Where to locate the patient bathroom within a patient bedroom can be a very controversial issue with strong feelings voiced by many. This blog will discuss the options and the positive and negative aspects of each for new construction projects. Remodeling projects usually have existing plumbing locations that would be cost prohibitive to relocate. As with most issues, there is no one-size-fits-all solution, in my opinion.
The FGI Guidelines for the Design and Construction of Healthcare Facilities section 2.5-220.127.116.11 states that “Each patient shall have access to a toilet room without having to enter a corridor.” Therefore, this discussion will be limited to this condition.
The choices to be made when evaluating the options are:
- Ease of staff to access or check on patients in the bathroom
- Creation of blind spots that allow patients hiding places within the bedroom
- Amount of exterior wall that is available for windows
I will assume that very good arrangement of furniture, patient movement patterns and overall character of the room can be provided by skilled designers for any of the options discussed below. Of course, other design factors need to be taken into account such as the overall footprint of the building, the resulting length of the wings, size and shape of the site and many other project specific elements that are too varied to explore here.
Three basic locations will be explored:
A. Adjacent to the corridor wall
B. Adjacent to the exterior wall
C. Stacked, one in each location for two adjacent rooms.
This location provides the easiest access to the room by staff, but also often results in blind spots that patients can use to hide. It also provides the maximum amount of exterior wall that can contain windows and natural daylight.

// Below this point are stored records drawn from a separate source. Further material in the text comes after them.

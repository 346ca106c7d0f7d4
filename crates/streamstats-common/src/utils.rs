//! Shared utility functions: timestamps, durations and text keys.

use crate::error::{Result, StatsError};
use crate::types::MS_PER_MINUTE;
use chrono::{DateTime, NaiveDate, NaiveDateTime};
use chrono_tz::Tz;
use unicode_normalization::UnicodeNormalization;

/// Naive layouts seen in listening-history exports, most common first.
const NAIVE_TIMESTAMP_FORMATS: &[&str] = &[
    "%Y-%m-%d %H:%M",
    "%Y-%m-%d %H:%M:%S",
    "%Y-%m-%dT%H:%M:%S",
    "%Y-%m-%dT%H:%M",
    "%Y-%m-%dT%H:%M:%S%.f",
    "%Y-%m-%d %H:%M:%S%.f",
];

/// Resolves an IANA time zone name such as `Europe/Paris` or `UTC`.
pub fn parse_timezone(name: &str) -> Result<Tz> {
    name.trim().parse::<Tz>().map_err(|_| {
        StatsError::validation_field(format!("Unknown time zone '{name}'"), "timezone")
    })
}

/// Parses a play timestamp into local wall-clock time in `tz`.
///
/// Offset-bearing values (`2024-01-05T10:00:00Z`, `...+01:00`) are converted
/// into `tz`. Naive values (`2024-01-05 10:00`, `2024-01-05T10:00:00`) are
/// already local and returned as-is; a bare date maps to midnight. Returns
/// `None` for empty or unrecognised input.
pub fn parse_play_timestamp(raw: &str, tz: Tz) -> Option<NaiveDateTime> {
    let raw = raw.trim();
    if raw.is_empty() {
        return None;
    }

    if let Ok(dt) = DateTime::parse_from_rfc3339(raw) {
        return Some(dt.with_timezone(&tz).naive_local());
    }
    if let Ok(dt) = DateTime::parse_from_str(raw, "%Y-%m-%dT%H:%M:%S%z") {
        return Some(dt.with_timezone(&tz).naive_local());
    }

    NAIVE_TIMESTAMP_FORMATS
        .iter()
        .find_map(|format| NaiveDateTime::parse_from_str(raw, format).ok())
        .or_else(|| {
            NaiveDate::parse_from_str(raw, "%Y-%m-%d")
                .ok()
                .and_then(|date| date.and_hms_opt(0, 0, 0))
        })
}

/// Converts milliseconds to whole minutes, rounding half up.
#[allow(clippy::cast_precision_loss, clippy::cast_possible_truncation, clippy::cast_sign_loss)]
pub fn round_minutes(ms: u64) -> u64 {
    (ms as f64 / MS_PER_MINUTE as f64).round() as u64
}

/// Case-insensitive substring test used by search filters.
pub fn contains_ignore_case(haystack: &str, needle: &str) -> bool {
    haystack.to_lowercase().contains(&needle.to_lowercase())
}

/// Canonical form of a name used as a lookup key: trimmed, NFKC-normalized
/// and lowercased, so `" Daft Punk"` and `"daft punk"` share one entry.
pub fn normalize_lookup_key(input: &str) -> String {
    input.trim().nfkc().collect::<String>().to_lowercase()
}
//! Property tests over parsing, aggregation and filtering.

use proptest::prelude::*;
use streamstats_common::round_minutes;
use streamstats_common::test_utils::property_testing::{dataset_strategy, end_time_strategy};
use streamstats_engine::parser::{parse_csv, parse_json};
use streamstats_engine::{Aggregator, PlayFilter};

/// A JSON record with possibly empty names and a possibly zero duration.
fn raw_record() -> impl Strategy<Value = (String, String, String, u64)> {
    (
        end_time_strategy(),
        prop_oneof![Just(String::new()), "[A-Za-z][A-Za-z ]{0,12}"],
        prop_oneof![Just(String::new()), "[A-Za-z][A-Za-z ]{0,12}"],
        prop_oneof![Just(0u64), 1u64..1_000_000],
    )
}

proptest! {
    #[test]
    fn retained_records_are_complete(records in prop::collection::vec(raw_record(), 0..30)) {
        let json = serde_json::Value::Array(
            records
                .iter()
                .map(|(end_time, artist, track, ms)| serde_json::json!({
                    "endTime": end_time,
                    "artistName": artist,
                    "trackName": track,
                    "msPlayed": ms,
                }))
                .collect(),
        );

        let events = parse_json(&json.to_string());
        for event in &events {
            prop_assert!(!event.artist_name.is_empty());
            prop_assert!(!event.track_name.is_empty());
            prop_assert!(event.ms_played > 0);
        }
        let expected = records
            .iter()
            .filter(|(_, artist, track, ms)| !artist.is_empty() && !track.is_empty() && *ms > 0)
            .count();
        prop_assert_eq!(events.len(), expected);
    }

    #[test]
    fn detailed_keys_parse_like_simple_keys(
        end_time in end_time_strategy(),
        artist in "[A-Za-z][A-Za-z ]{0,12}[A-Za-z]",
        track in "[A-Za-z][A-Za-z ]{0,12}[A-Za-z]",
        ms in 1u64..1_000_000,
    ) {
        let simple = serde_json::json!([{
            "endTime": end_time,
            "artistName": artist,
            "trackName": track,
            "msPlayed": ms,
        }]);
        let detailed = serde_json::json!([{
            "ts": end_time,
            "master_metadata_album_artist_name": artist,
            "master_metadata_track_name": track,
            "ms_played": ms,
        }]);
        prop_assert_eq!(parse_json(&simple.to_string()), parse_json(&detailed.to_string()));

        let simple_csv = format!("endTime,artistName,trackName,msPlayed\n{end_time},{artist},{track},{ms}\n");
        let detailed_csv = format!(
            "ts,master_metadata_album_artist_name,master_metadata_track_name,ms_played\n{end_time},{artist},{track},{ms}\n"
        );
        prop_assert_eq!(parse_csv(&simple_csv), parse_csv(&detailed_csv));
    }

    #[test]
    fn aggregation_is_idempotent(events in dataset_strategy(60)) {
        let aggregator = Aggregator::new();
        let first = serde_json::to_vec(&aggregator.aggregate(&events)).unwrap();
        let second = serde_json::to_vec(&aggregator.aggregate(&events)).unwrap();
        prop_assert_eq!(first, second);
    }

    #[test]
    fn totals_are_conserved(events in dataset_strategy(60)) {
        let summary = Aggregator::new().aggregate(&events);
        prop_assert_eq!(summary.total_streams, events.len() as u64);
        prop_assert_eq!(
            summary.total_minutes,
            round_minutes(events.iter().map(|e| e.ms_played).sum())
        );

        let dated = events.iter().filter(|e| !e.end_time.is_empty()).count() as u64;
        prop_assert_eq!(summary.daily_streams(), dated);
        prop_assert_eq!(summary.monthly_data.iter().map(|m| m.streams).sum::<u64>(), dated);
    }

    #[test]
    fn hour_and_weekday_slots_are_fixed(events in dataset_strategy(40)) {
        let summary = Aggregator::new().aggregate(&events);
        prop_assert_eq!(summary.hourly_data.len(), 24);
        prop_assert_eq!(summary.weekday_data.len(), 7);
        prop_assert!(summary.top_tracks.len() <= 10);
        prop_assert!(summary.top_artists.len() <= 10);
    }

    #[test]
    fn empty_filter_keeps_everything(events in dataset_strategy(40)) {
        let filter = PlayFilter::default();
        prop_assert_eq!(filter.apply(&events, &Aggregator::new()), events);
    }

    #[test]
    fn filter_matches_subset(events in dataset_strategy(40), needle in "[a-z]{1,3}") {
        let aggregator = Aggregator::new();
        let kept = PlayFilter::new().with_artist(needle.clone()).apply(&events, &aggregator);
        prop_assert!(kept.len() <= events.len());
        for event in &kept {
            prop_assert!(event.artist_name.to_lowercase().contains(&needle));
        }
    }
}
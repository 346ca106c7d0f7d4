//! # streamstats engine
//!
//! The listening-history engine behind streamstats.
//!
//! Raw export files go through the [`parser`], are batched by the
//! [`importer`], and are reduced by the [`aggregator`] into an
//! [`AggregatedSummary`]. The [`filter`] module recomputes summaries over
//! subsets, the [`session`] store holds the working dataset, and
//! [`artwork`] resolves display images through the [`spotify`] client.

#![warn(missing_docs)]
#![warn(clippy::all)]
#![warn(clippy::pedantic)]
#![warn(clippy::nursery)]
#![allow(clippy::module_name_repetitions)]

pub mod aggregator;
pub mod artwork;
pub mod error;
pub mod filter;
pub mod importer;
pub mod parser;
pub mod session;
pub mod source;
pub mod spotify;
pub mod summary;

pub use aggregator::Aggregator;
pub use artwork::{ArtworkCache, ArtworkCacheConfig, ArtworkQuery, CatalogSearch};
pub use error::ImportError;
pub use filter::{FilteredView, PlayFilter};
pub use importer::{BatchEntry, FileStatus, ImportBatch, ImportOptions, ImportProgress, ImportReport};
pub use parser::{parse_file, SourceFormat};
pub use session::{SessionSnapshot, SessionStore};
pub use source::{DiskFile, FileSource, MemoryFile};
pub use spotify::{SpotifyClient, SpotifyClientConfig, StaticToken, TokenProvider};
pub use summary::*;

This location eliminates the blind spot and allows for good overall observation of the room by staff upon entering the room. The entrance to the bathroom is not close to the entrance to the bedroom and requires staff to walk across the room to check the bathroom if necessary. The length of exterior wall that is available for windows is reduced.
This option has one bathroom against the corridor wall and one against the exterior wall. It results in rectangular bedrooms without blind spots for hiding and allows more exterior windows than the exterior wall placement and fewer windows than the corridor wall solution. One bathroom entrance is obviously closer to the corridor than the other.
The best answer to this question for each facility will depend on how much importance the decision makers give to each of the three criteria.